Corporate EarningsCorporate Guidance & OutlookAnalyst EstimatesAnalyst InsightsArtificial IntelligenceCompany Fundamentals
Melius raises Dell stock price target to $565 on AI server strength

Melius raised Dell’s price target to $565 from $380 and kept a Buy rating after the company beat across every major line item, including server revenue in both traditional and AI segments. Dell posted Q1 fiscal 2027 EPS of $4.86 versus $2.88 expected and revenue of $43.8 billion versus $34.8 billion expected, while raising full-year guidance to $165 billion-$169 billion in revenue and $17.65-$18.15 in EPS. The firm highlighted AI servers growing 143% this year to about 36% of sales, supporting a higher multiple and stronger outlook.

Analysis

The market is rewarding Dell for proving that AI infrastructure is no longer just a narrative trade; it is now visible in backlog conversion, mix, and pricing power. The second-order implication is that the “AI server” beneficiaries are starting to bifurcate: names with scale, procurement leverage, and a storage attach rate can keep expanding margins, while smaller systems integrators may see volume growth without the same economics. That favors the platforms that can turn server demand into a broader data-center wallet share, not just the pure hardware vendors.

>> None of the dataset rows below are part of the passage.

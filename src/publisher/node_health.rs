//! Per-node publisher-side health bookkeeping

use std::time::{Duration, Instant};

use tokio::sync::Mutex;

use crate::connection::PubConnection;
use crate::error::TransportError;
use crate::host_port::HostAndPort;

/// How long a node is skipped by the balance strategy after a failure
pub(crate) const FAILURE_BACKOFF: Duration = Duration::from_secs(10);

/// A publisher-side record for one broker node
///
/// Invariant: at most one [`PubConnection`] is held at a time; marking a
/// failure is idempotent within [`FAILURE_BACKOFF`].
#[derive(Debug)]
pub(crate) struct NsqdInstance {
    addr: HostAndPort,
    conn: Mutex<Option<PubConnection>>,
    last_failure_at: Mutex<Option<Instant>>,
}

impl NsqdInstance {
    pub(crate) fn new(addr: HostAndPort) -> Self {
        Self {
            addr,
            conn: Mutex::new(None),
            last_failure_at: Mutex::new(None),
        }
    }

    pub(crate) fn addr(&self) -> &HostAndPort {
        &self.addr
    }

    /// Return the open connection, opening one on demand
    pub(crate) async fn connection(&self) -> Result<tokio::sync::MappedMutexGuard<'_, PubConnection>, TransportError> {
        let mut guard = self.conn.lock().await;
        if guard.is_none() || guard.as_ref().is_some_and(PubConnection::is_closed) {
            let new_conn = PubConnection::open(self.addr.clone()).await?;
            *guard = Some(new_conn);
        }
        Ok(tokio::sync::MutexGuard::map(guard, |conn| {
            conn.as_mut().expect("just populated above")
        }))
    }

    /// Record a failure; idempotent within [`FAILURE_BACKOFF`]
    pub(crate) async fn mark_failure(&self) {
        let mut last_failure_at = self.last_failure_at.lock().await;
        let now = Instant::now();
        let is_recent = last_failure_at.is_some_and(|at| now.duration_since(at) < FAILURE_BACKOFF);
        if !is_recent {
            *last_failure_at = Some(now);
        }
        let mut conn = self.conn.lock().await;
        *conn = None;
    }

    /// `true` if this node failed within [`FAILURE_BACKOFF`]
    pub(crate) async fn is_healthy(&self) -> bool {
        let last_failure_at = self.last_failure_at.lock().await;
        !last_failure_at.is_some_and(|at| Instant::now().duration_since(at) < FAILURE_BACKOFF)
    }

    /// How long ago this node last failed, `None` if it never has
    pub(crate) async fn failed_ago(&self) -> Option<Duration> {
        let last_failure_at = self.last_failure_at.lock().await;
        last_failure_at.map(|at| Instant::now().duration_since(at))
    }
}

#[cfg(test)]
mod tests {
    use super::NsqdInstance;
    use crate::host_port::HostAndPort;

    #[tokio::test]
    async fn starts_healthy() {
        let instance = NsqdInstance::new(HostAndPort::new("localhost", 4150));
        assert!(instance.is_healthy().await);
        assert_eq!(None, instance.failed_ago().await);
    }

    #[tokio::test]
    async fn mark_failure_is_idempotent_within_window() {
        let instance = NsqdInstance::new(HostAndPort::new("localhost", 4150));
        instance.mark_failure().await;
        assert!(!instance.is_healthy().await);
        let first = instance.failed_ago().await.unwrap();

        instance.mark_failure().await;
        let second = instance.failed_ago().await.unwrap();
        // still within the same failure window, not reset to a fresh timestamp far apart
        assert!(second >= first);
    }
}
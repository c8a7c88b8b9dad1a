//! A single connection used to receive messages from one broker node

use std::sync::atomic::{AtomicBool, Ordering};
use std::sync::Arc;
use std::time::{Duration, SystemTime};

use tokio::net::tcp::OwnedWriteHalf;
use tokio::sync::{mpsc, Mutex};
use tokio::task::JoinHandle;

use super::dial_and_handshake;
use super::wire::{ClientFrame, ServerFrame};
use crate::error::{ProtocolError, TransportError};
use crate::frame::FrameWriter;
use crate::host_port::HostAndPort;
use crate::types::{Channel, Message, MessageId, Topic};

/// The reason a [`SubConnection`] reached its terminal state
#[derive(Debug, Clone)]
#[non_exhaustive]
pub enum CloseCause {
    /// A transport-level failure occurred
    Transport(String),
    /// The broker sent a malformed or unexpected frame
    Protocol(String),
    /// The connection was closed gracefully via [`SubConnection::close`]
    Graceful,
}

/// An event produced by a [`SubConnection`]'s background reader task
///
/// Consumed by the owning subscription's single control loop, which
/// serializes reader events against API calls instead of sharing a mutex
/// between them.
#[derive(Debug)]
pub(crate) enum ConnEvent {
    Message {
        from: HostAndPort,
        message: Message,
    },
    /// Invoked exactly once when the connection reaches a terminal state
    Closed {
        from: HostAndPort,
        cause: CloseCause,
    },
}

/// One TCP connection subscribed to a single `(topic, channel)` on one
/// broker node
#[derive(Debug)]
pub struct SubConnection {
    addr: HostAndPort,
    writer: Arc<Mutex<FrameWriter<OwnedWriteHalf>>>,
    closed: Arc<AtomicBool>,
    reader_task: JoinHandle<()>,
}

impl SubConnection {
    /// Dial `addr`, perform the handshake and issue `SUB` for `(topic, channel)`
    ///
    /// `SUB` must be the first stateful command issued after the handshake.
    /// Message and close events are delivered on `events`.
    ///
    /// # Errors
    ///
    /// Returns [`TransportError`] on I/O failure, or wraps a
    /// [`ProtocolError`] when the broker rejects the subscribe.
    pub(crate) async fn open(
        addr: HostAndPort,
        topic: &Topic,
        channel: &Channel,
        events: mpsc::Sender<ConnEvent>,
    ) -> Result<Self, TransportError> {
        let (mut reader, mut writer) = dial_and_handshake(&addr).await?;

        let sub_frame = ClientFrame::Sub {
            topic: topic.to_string(),
            channel: channel.to_string(),
        }
        .encode();
        writer
            .write_frame(&sub_frame)
            .await
            .map_err(|err| TransportError::Io(addr.to_string(), err))?;
        let ack = reader
            .read_frame()
            .await
            .map_err(|err| TransportError::Io(addr.to_string(), err))?;
        match ServerFrame::decode(ack.freeze()) {
            Some(ServerFrame::Ok) => {}
            Some(ServerFrame::Error(msg)) => {
                return Err(TransportError::Io(
                    addr.to_string(),
                    std::io::Error::new(
                        std::io::ErrorKind::InvalidData,
                        ProtocolError::UnexpectedReply {
                            command: "SUB",
                            reply: msg,
                        }
                        .to_string(),
                    ),
                ))
            }
            _ => {
                return Err(TransportError::Io(
                    addr.to_string(),
                    std::io::Error::new(
                        std::io::ErrorKind::InvalidData,
                        ProtocolError::Malformed("SUB reply".to_owned()).to_string(),
                    ),
                ))
            }
        }

        let writer = Arc::new(Mutex::new(writer));
        let closed = Arc::new(AtomicBool::new(false));

        let reader_addr = addr.clone();
        let reader_writer = Arc::clone(&writer);
        let reader_closed = Arc::clone(&closed);
        let reader_task = tokio::spawn(async move {
            loop {
                let frame = match reader.read_frame().await {
                    Ok(frame) => frame,
                    Err(err) => {
                        reader_closed.store(true, Ordering::Release);
                        let _ = events
                            .send(ConnEvent::Closed {
                                from: reader_addr.clone(),
                                cause: CloseCause::Transport(err.to_string()),
                            })
                            .await;
                        break;
                    }
                };

                match ServerFrame::decode(frame.freeze()) {
                    Some(ServerFrame::Message {
                        id,
                        timestamp_ms,
                        attempts,
                        body,
                    }) => {
                        let message = Message {
                            id,
                            timestamp: SystemTime::UNIX_EPOCH + Duration::from_millis(timestamp_ms),
                            attempts,
                            body,
                        };
                        if events
                            .send(ConnEvent::Message {
                                from: reader_addr.clone(),
                                message,
                            })
                            .await
                            .is_err()
                        {
                            break;
                        }
                    }
                    Some(ServerFrame::Heartbeat) => {
                        let nop = ClientFrame::Nop.encode();
                        let mut writer = reader_writer.lock().await;
                        if writer.write_frame(&nop).await.is_err() {
                            reader_closed.store(true, Ordering::Release);
                            let _ = events
                                .send(ConnEvent::Closed {
                                    from: reader_addr.clone(),
                                    cause: CloseCause::Transport("heartbeat write failed".to_owned()),
                                })
                                .await;
                            break;
                        }
                    }
                    Some(ServerFrame::Ok) => {}
                    Some(ServerFrame::Error(msg)) => {
                        reader_closed.store(true, Ordering::Release);
                        let _ = events
                            .send(ConnEvent::Closed {
                                from: reader_addr.clone(),
                                cause: CloseCause::Protocol(msg),
                            })
                            .await;
                        break;
                    }
                    None => {
                        reader_closed.store(true, Ordering::Release);
                        let _ = events
                            .send(ConnEvent::Closed {
                                from: reader_addr.clone(),
                                cause: CloseCause::Protocol("malformed frame".to_owned()),
                            })
                            .await;
                        break;
                    }
                }
            }
        });

        Ok(Self {
            addr,
            writer,
            closed,
            reader_task,
        })
    }

    /// The node this connection talks to
    #[must_use]
    pub fn addr(&self) -> &HostAndPort {
        &self.addr
    }

    /// `true` once this connection has reached a terminal state
    #[must_use]
    pub fn is_closed(&self) -> bool {
        self.closed.load(Ordering::Acquire)
    }

    /// Set the receive-ready count (in-flight credit) for this connection
    ///
    /// # Errors
    ///
    /// Returns an I/O error if the connection is closed or the write fails.
    pub async fn rdy(&self, n: u32) -> std::io::Result<()> {
        self.write(ClientFrame::Rdy(n)).await
    }

    /// Acknowledge successful processing of a message
    ///
    /// # Errors
    ///
    /// Returns an I/O error if the connection is closed or the write fails.
    pub async fn fin(&self, id: MessageId) -> std::io::Result<()> {
        self.write(ClientFrame::Fin(id)).await
    }

    /// Requeue a message for redelivery after `delay`
    ///
    /// # Errors
    ///
    /// Returns an I/O error if the connection is closed or the write fails.
    pub async fn req(&self, id: MessageId, delay: Duration) -> std::io::Result<()> {
        let delay_ms = u32::try_from(delay.as_millis()).unwrap_or(u32::MAX);
        self.write(ClientFrame::Req { id, delay_ms }).await
    }

    /// Reset the broker-side processing timeout for a message
    ///
    /// # Errors
    ///
    /// Returns an I/O error if the connection is closed or the write fails.
    pub async fn touch(&self, id: MessageId) -> std::io::Result<()> {
        self.write(ClientFrame::Touch(id)).await
    }

    /// Begin a graceful close: ask the broker to stop delivering, then
    /// hard-close after a short drain timeout
    pub async fn close(&self) {
        if self.closed.swap(true, Ordering::AcqRel) {
            return;
        }
        let _ = self.write_unchecked(ClientFrame::Cls).await;
        let mut writer = self.writer.lock().await;
        writer.shutdown().await;
        self.reader_task.abort();
    }

    async fn write(&self, frame: ClientFrame) -> std::io::Result<()> {
        if self.closed.load(Ordering::Acquire) {
            return Err(std::io::Error::new(
                std::io::ErrorKind::NotConnected,
                "connection closed",
            ));
        }
        self.write_unchecked(frame).await
    }

    async fn write_unchecked(&self, frame: ClientFrame) -> std::io::Result<()> {
        let encoded = frame.encode();
        let mut writer = self.writer.lock().await;
        writer.write_frame(&encoded).await
    }
}

impl Drop for SubConnection {
    fn drop(&mut self) {
        self.reader_task.abort();
    }
}
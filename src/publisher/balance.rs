//! Node selection for publishing

use std::sync::atomic::{AtomicUsize, Ordering};
use std::sync::Arc;

use tokio::sync::RwLock;

use super::node_health::NsqdInstance;
use crate::error::NoNodesAvailable;
use crate::host_port::HostAndPort;

/// Picks which broker node a publish attempt should use
///
/// A single configured host behaves trivially (always that node). With
/// multiple hosts, selection is round-robin with failover: nodes that
/// failed within the backoff window are skipped unless every node is
/// currently unhealthy, in which case the least-recently-failed node is
/// returned rather than failing the call outright.
#[derive(Debug)]
pub(crate) struct BalanceStrategy {
    nodes: RwLock<Vec<Arc<NsqdInstance>>>,
    next: AtomicUsize,
}

impl BalanceStrategy {
    pub(crate) fn new(addrs: Vec<HostAndPort>) -> Self {
        Self {
            nodes: RwLock::new(
                addrs
                    .into_iter()
                    .map(|addr| Arc::new(NsqdInstance::new(addr)))
                    .collect(),
            ),
            next: AtomicUsize::new(0),
        }
    }

    /// Select a node, opening its connection on demand
    ///
    /// # Errors
    ///
    /// Returns [`NoNodesAvailable`] only when the configured node set is
    /// empty.
    pub(crate) async fn pick(&self) -> Result<Arc<NsqdInstance>, NoNodesAvailable> {
        let nodes = self.nodes.read().await;
        if nodes.is_empty() {
            return Err(NoNodesAvailable);
        }
        if nodes.len() == 1 {
            return Ok(Arc::clone(&nodes[0]));
        }

        let start = self.next.fetch_add(1, Ordering::Relaxed) % nodes.len();
        for offset in 0..nodes.len() {
            let candidate = &nodes[(start + offset) % nodes.len()];
            if candidate.is_healthy().await {
                return Ok(Arc::clone(candidate));
            }
        }

        // All nodes are unhealthy: fall back to the least-recently-failed one
        let mut least_recent = &nodes[0];
        let mut least_recent_ago = least_recent.failed_ago().await;
        for candidate in &nodes[1..] {
            let ago = candidate.failed_ago().await;
            if ago > least_recent_ago {
                least_recent = candidate;
                least_recent_ago = ago;
            }
        }
        Ok(Arc::clone(least_recent))
    }

    /// Pick a node other than `exclude`, for the single-publish retry path
    pub(crate) async fn pick_excluding(
        &self,
        exclude: &HostAndPort,
    ) -> Result<Arc<NsqdInstance>, NoNodesAvailable> {
        let nodes = self.nodes.read().await;
        let others: Vec<_> = nodes.iter().filter(|n| n.addr() != exclude).collect();
        if others.is_empty() {
            drop(nodes);
            return self.pick().await;
        }

        for candidate in &others {
            if candidate.is_healthy().await {
                return Ok(Arc::clone(candidate));
            }
        }
        Ok(Arc::clone(others[0]))
    }
}

#[cfg(test)]
mod tests {
    use claims::{assert_err, assert_ok};

    use super::BalanceStrategy;
    use crate::host_port::HostAndPort;

    #[tokio::test]
    async fn empty_node_set_errors() {
        let strategy = BalanceStrategy::new(Vec::new());
        assert_err!(strategy.pick().await);
    }

    #[tokio::test]
    async fn single_node_is_trivial() {
        let addr = HostAndPort::new("a", 1);
        let strategy = BalanceStrategy::new(vec![addr.clone()]);
        let picked = assert_ok!(strategy.pick().await);
        assert_eq!(&addr, picked.addr());
    }

    #[tokio::test]
    async fn round_robin_across_healthy_nodes() {
        let a = HostAndPort::new("a", 1);
        let b = HostAndPort::new("b", 2);
        let strategy = BalanceStrategy::new(vec![a.clone(), b.clone()]);

        let mut seen = std::collections::HashSet::new();
        for _ in 0..4 {
            let picked = assert_ok!(strategy.pick().await);
            seen.insert(picked.addr().clone());
        }
        assert_eq!(2, seen.len());
    }

    #[tokio::test]
    async fn unhealthy_node_is_skipped_until_all_are_unhealthy() {
        let a = HostAndPort::new("a", 1);
        let b = HostAndPort::new("b", 2);
        let strategy = BalanceStrategy::new(vec![a.clone(), b.clone()]);

        {
            let nodes = strategy.nodes.read().await;
            nodes[0].mark_failure().await;
        }

        for _ in 0..4 {
            let picked = assert_ok!(strategy.pick().await);
            assert_eq!(&b, picked.addr());
        }

        {
            let nodes = strategy.nodes.read().await;
            nodes[1].mark_failure().await;
        }
        // both unhealthy: still returns a node rather than failing
        assert_ok!(strategy.pick().await);
    }
}
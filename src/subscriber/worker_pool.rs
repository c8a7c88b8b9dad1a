//! Shared worker pool that runs handler invocations
//!
//! One long-lived `tokio::task` per unit of concurrent work; here the unit
//! is "drain a shared job queue" rather than "own one connection", since
//! handler dispatch must not block any single `SubConnection`'s reader task.

use std::sync::Arc;

use tokio::sync::{mpsc, Mutex};

use crate::handler::BoxFuture;

const QUEUE_CAPACITY: usize = 1024;

/// A fixed-size pool of tasks draining a shared queue of handler jobs
#[derive(Debug)]
pub(crate) struct WorkerPool {
    jobs: mpsc::Sender<BoxFuture<'static, ()>>,
}

impl WorkerPool {
    pub(crate) fn new(size: usize) -> Self {
        Self::with_capacity(size, QUEUE_CAPACITY)
    }

    fn with_capacity(size: usize, capacity: usize) -> Self {
        let (jobs, rx) = mpsc::channel(capacity);
        let rx = Arc::new(Mutex::new(rx));
        for _ in 0..size.max(1) {
            let rx = Arc::clone(&rx);
            tokio::spawn(async move {
                loop {
                    let job = { rx.lock().await.recv().await };
                    match job {
                        Some(job) => job.await,
                        None => break,
                    }
                }
            });
        }
        Self { jobs }
    }

    /// Enqueue a handler job without blocking the caller
    ///
    /// Used by the subscription control loop, which must not stall behind a
    /// full worker queue. Returns `false` without running the job if the
    /// queue is full or closed; the caller must not count a rejected job as
    /// dispatched.
    #[must_use]
    pub(crate) fn try_spawn(&self, job: BoxFuture<'static, ()>) -> bool {
        self.jobs.try_send(job).is_ok()
    }
}

#[cfg(test)]
mod tests {
    use std::sync::atomic::{AtomicUsize, Ordering};
    use std::sync::Arc;

    use super::WorkerPool;

    #[tokio::test]
    async fn jobs_run_on_pool_workers() {
        let pool = WorkerPool::new(2);
        let count = Arc::new(AtomicUsize::new(0));
        for _ in 0..10 {
            let count = Arc::clone(&count);
            assert!(pool.try_spawn(Box::pin(async move {
                count.fetch_add(1, Ordering::SeqCst);
            })));
        }
        tokio::time::sleep(std::time::Duration::from_millis(50)).await;
        assert_eq!(10, count.load(Ordering::SeqCst));
    }

    #[tokio::test]
    async fn try_spawn_returns_false_once_the_queue_is_full() {
        let pool = WorkerPool::with_capacity(1, 2);
        let (release_tx, release_rx) = tokio::sync::watch::channel(false);

        // occupy the sole worker with a job that blocks until released
        let mut release_rx_for_worker = release_rx.clone();
        assert!(pool.try_spawn(Box::pin(async move {
            let _ = release_rx_for_worker.changed().await;
        })));
        // let the worker task actually receive and start the blocking job,
        // freeing its slot in the channel buffer, before filling the queue
        tokio::task::yield_now().await;

        // fill the queue behind the blocked worker
        assert!(pool.try_spawn(Box::pin(async {})));
        assert!(pool.try_spawn(Box::pin(async {})));

        // queue and in-flight permit are exhausted
        assert!(!pool.try_spawn(Box::pin(async {})));

        let _ = release_tx.send(true);
    }
}
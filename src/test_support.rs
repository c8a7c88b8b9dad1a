//! In-process fake broker used by integration-style tests
//!
//! A minimal broker good enough to drive the handshake/SUB/RDY/CLS lifecycle
//! without a real nsqd, so `Subscriber`/`Subscription` behavior can be
//! exercised end-to-end.
#![cfg(test)]

use tokio::io::AsyncReadExt;
use tokio::net::{TcpListener, TcpStream};
use tokio::time::{sleep, Duration};

use crate::connection::wire::{ClientFrame, ServerFrame};
use crate::frame::{FrameReader, FrameWriter};
use crate::host_port::HostAndPort;
use crate::types::{Message, MessageId};

/// A fake broker node accepting the handshake and basic commands
///
/// Optionally pushes `messages_on_sub` fake messages immediately after
/// acking `SUB`, standing in for messages the real broker would deliver
/// once RDY credit is granted.
pub(crate) struct FakeBroker {
    pub(crate) addr: HostAndPort,
}

/// Initialize a `tracing` subscriber writing to the test harness, so logs
/// from the control loop and connections show up under `--nocapture`.
///
/// Safe to call from every test; only the first call installs a subscriber.
pub(crate) fn init_test_tracing() {
    let _ = tracing_subscriber::fmt()
        .with_test_writer()
        .with_env_filter("nsq_client=debug")
        .try_init();
}

impl FakeBroker {
    pub(crate) async fn spawn(messages_on_sub: usize) -> Self {
        init_test_tracing();
        let listener = TcpListener::bind("127.0.0.1:0").await.expect("bind fake broker");
        let addr = HostAndPort::new("127.0.0.1", listener.local_addr().unwrap().port());

        tokio::spawn(async move {
            loop {
                let Ok((stream, _)) = listener.accept().await else {
                    break;
                };
                tokio::spawn(handle_connection(stream, messages_on_sub));
            }
        });

        Self { addr }
    }
}

async fn handle_connection(mut stream: TcpStream, messages_on_sub: usize) {
    let mut magic = [0u8; 4];
    if stream.read_exact(&mut magic).await.is_err() {
        return;
    }

    let (read_half, write_half) = stream.into_split();
    let mut reader = FrameReader::new(read_half);
    let mut writer = FrameWriter::new(write_half);

    loop {
        let Ok(frame) = reader.read_frame().await else {
            break;
        };
        let Some(client_frame) = ClientFrame::decode(frame.freeze()) else {
            break;
        };

        match client_frame {
            ClientFrame::Identify(_) | ClientFrame::Pub { .. } | ClientFrame::Mpub { .. } => {
                if writer.write_frame(&ServerFrame::Ok.encode()).await.is_err() {
                    break;
                }
            }
            ClientFrame::Sub { .. } => {
                if writer.write_frame(&ServerFrame::Ok.encode()).await.is_err() {
                    break;
                }
                for i in 0..messages_on_sub {
                    let byte = u8::try_from(i).unwrap_or(u8::MAX);
                    let message = ServerFrame::Message {
                        id: MessageId::from_bytes([byte; 16]),
                        timestamp_ms: 0,
                        attempts: 1,
                        body: bytes::Bytes::from_static(b"payload"),
                    };
                    if writer.write_frame(&message.encode()).await.is_err() {
                        return;
                    }
                }
            }
            ClientFrame::Cls => {
                let _ = writer.write_frame(&ServerFrame::Ok.encode()).await;
                break;
            }
            ClientFrame::Rdy(_) | ClientFrame::Fin(_) | ClientFrame::Req { .. } | ClientFrame::Touch(_) | ClientFrame::Nop => {
                // no reply expected for these in the real protocol either
            }
        }
    }
}

/// A handler that sleeps briefly then always succeeds, so tests can observe
/// messages passing through the in-flight count before completing.
pub(crate) fn slow_success_handler(
    delay: Duration,
) -> impl Fn(Message) -> std::pin::Pin<Box<dyn std::future::Future<Output = Result<(), crate::handler::HandlerError>> + Send>>
       + Send
       + Sync
       + 'static {
    move |_message| {
        let delay = delay;
        Box::pin(async move {
            sleep(delay).await;
            Ok(())
        })
    }
}
//! Per-subscription backoff state machine

use std::time::{Duration, Instant};

const INITIAL_BACKOFF: Duration = Duration::from_secs(1);
const MAX_BACKOFF: Duration = Duration::from_secs(120);

#[derive(Debug, Clone, Copy, PartialEq, Eq)]
pub(crate) enum BackoffState {
    Normal,
    Backoff,
    Testing,
}

/// Tracks a subscription's Normal/Backoff/Test transitions
///
/// Entered on handler failure; the `Backoff` state holds RDY=0 on every
/// connection for `duration`, then moves to `Testing` (RDY=1 on exactly one
/// connection). A success in `Testing` returns to `Normal`; a failure
/// doubles `duration` (capped) and re-enters `Backoff`.
#[derive(Debug)]
pub(crate) struct Backoff {
    state: BackoffState,
    duration: Duration,
    entered_at: Instant,
}

impl Backoff {
    pub(crate) fn new() -> Self {
        Self {
            state: BackoffState::Normal,
            duration: INITIAL_BACKOFF,
            entered_at: Instant::now(),
        }
    }

    pub(crate) fn state(&self) -> BackoffState {
        self.state
    }

    /// The handler failed: enter or deepen backoff
    pub(crate) fn on_handler_failure(&mut self) {
        self.duration = match self.state {
            BackoffState::Normal => INITIAL_BACKOFF,
            BackoffState::Backoff | BackoffState::Testing => {
                (self.duration * 2).min(MAX_BACKOFF)
            }
        };
        self.state = BackoffState::Backoff;
        self.entered_at = Instant::now();
    }

    /// The handler succeeded: exit `Testing` to `Normal` and reset the duration
    pub(crate) fn on_handler_success(&mut self) {
        if self.state == BackoffState::Testing {
            self.state = BackoffState::Normal;
        }
        self.duration = INITIAL_BACKOFF;
    }

    /// `true` once `duration` has elapsed since entering `Backoff`
    pub(crate) fn ready_to_test(&self) -> bool {
        self.state == BackoffState::Backoff && self.entered_at.elapsed() >= self.duration
    }

    /// Move from `Backoff` into `Testing`
    pub(crate) fn begin_test(&mut self) {
        self.state = BackoffState::Testing;
    }
}

#[cfg(test)]
mod tests {
    use super::{Backoff, BackoffState};

    #[test]
    fn starts_normal() {
        assert_eq!(BackoffState::Normal, Backoff::new().state());
    }

    #[test]
    fn failure_enters_backoff_then_success_in_test_returns_to_normal() {
        let mut backoff = Backoff::new();
        backoff.on_handler_failure();
        assert_eq!(BackoffState::Backoff, backoff.state());

        backoff.begin_test();
        assert_eq!(BackoffState::Testing, backoff.state());

        backoff.on_handler_success();
        assert_eq!(BackoffState::Normal, backoff.state());
    }

    #[test]
    fn repeated_failure_in_test_doubles_duration() {
        let mut backoff = Backoff::new();
        backoff.on_handler_failure();
        let first = backoff.duration;

        backoff.begin_test();
        backoff.on_handler_failure();
        assert_eq!(first * 2, backoff.duration);
        assert_eq!(BackoffState::Backoff, backoff.state());
    }

    #[test]
    fn success_while_normal_does_not_change_state() {
        let mut backoff = Backoff::new();
        backoff.on_handler_success();
        assert_eq!(BackoffState::Normal, backoff.state());
    }
}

The near-term risk is that the Street extrapolates one quarter of pull-forward into a multi-year straight line. If management is already flagging some demand brought forward, the stock can be vulnerable to a digest period over the next 1-2 quarters, especially if hyperscaler capex cadence becomes uneven or if component costs/price concessions reassert themselves. The key watch item is not revenue growth alone, but whether gross margin holds while AI mix scales; if it doesn’t, the multiple expansion case gets mechanically weaker.

The contrarian angle is that consensus may be underestimating how much of the upside has already been monetized in the share price. A move from an already elevated level to a much higher target requires investors to believe both in sustained AI server growth and in a durable step-up in overall operating margin, which is harder once the base gets large. In that setup, the better expression may be relative value rather than outright long: own the beneficiary with the best earnings revision momentum, but hedge the hardware beta.

For a 3-6 month horizon, the trade likely depends on whether AI demand broadens beyond the initial hyperscaler cohort into enterprise and sovereign budgets. If that happens, Dell’s storage and services adjacency becomes more valuable and the current rerating can continue; if not, this becomes a classic ‘good numbers, bad setup’ stock where expectations outrun fundamentals by late summer.